There are two ways your gut is connected to your brain:

Chemical Connection

Have you ever felt a gut-wrenching feeling in the pit of your stomach in response to anxiety, excitement, or anger? This sensation may have resulted from the activation of certain neurons in your intestines. 

There are about 100 million neurons in the intestinal lining, which is why scientists sometimes refer to this region as “the second brain” (19). The presence of so many neurons makes sense because digestion is a complex process requiring multiple steps and coordination throughout the gastrointestinal tract. 

Like the neurons in the brain, intestinal neurons are electrically excitable cells that communicate with each other through chemical neurotransmitters. Neurotransmitters such as serotonin are responsible for inhibiting or triggering intestinal muscle contractions (15). 

They also appear to influence mood and behavior by communicating with neuron cell bodies in the gut-brain axis. Other chemicals produced by gut neurons include dopamine, acetylcholine, and norepinephrine (15).

These neurotransmitters have a direct impact on the surrounding intestinal tissue as well as other organs in the body. For example, nitric oxide produced by nerve cells can help control blood flow to different parts of your digestive tract (17).

Physical Connection

That’s not all, there is a physical element to the gut-brain connection. It’s called the vagus nerve. 

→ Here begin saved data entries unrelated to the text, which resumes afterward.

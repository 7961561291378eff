/*
 * SPDX-License-Identifier: Apache-2.0
 * Copyright 2025 ByteDance and/or its affiliates.
 */

use std::path::{Path, PathBuf};

/// Caller supplied per credential settings, read only once attached to a
/// credential context.
#[derive(Clone, Debug, Default, PartialEq)]
pub struct CredentialConfig {
    name: String,
    ticket_key_file: Option<PathBuf>,
    ticket_keys_required: bool,
}

impl CredentialConfig {
    pub fn new(name: &str) -> Self {
        CredentialConfig {
            name: name.to_string(),
            ticket_key_file: None,
            ticket_keys_required: false,
        }
    }

    #[inline]
    pub fn name(&self) -> &str {
        &self.name
    }

    pub fn set_ticket_key_file(&mut self, path: PathBuf) {
        self.ticket_key_file = Some(path);
    }

    #[inline]
    pub fn ticket_key_file(&self) -> Option<&Path> {
        self.ticket_key_file.as_deref()
    }

    /// Make a missing or unreadable ticket key file a hard error for this
    /// credential instead of a logged soft miss.
    pub fn set_ticket_keys_required(&mut self, required: bool) {
        self.ticket_keys_required = required;
    }

    #[inline]
    pub fn ticket_keys_required(&self) -> bool {
        self.ticket_keys_required
    }
}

This nerve connects the brain to many major organs, including the intestines (24). 

The vagus nerve is responsible for transmitting information from your gut to your brain as well as relaying messages from your head down to your belly.

Gut And Brain Interaction: Good And Bad News

It’s a good thing that there is a connection between the gut and brain. When activated, neural cells in your gut can send messages to stimulate the release of neurotransmitters that affect relaxation and calmness.

However, chronic stress and prolonged anxiety can cause a negative impact on the gut microbiome (18). As we mentioned earlier, it’s estimated that there are about 500 different species of bacteria living in your gut (23). 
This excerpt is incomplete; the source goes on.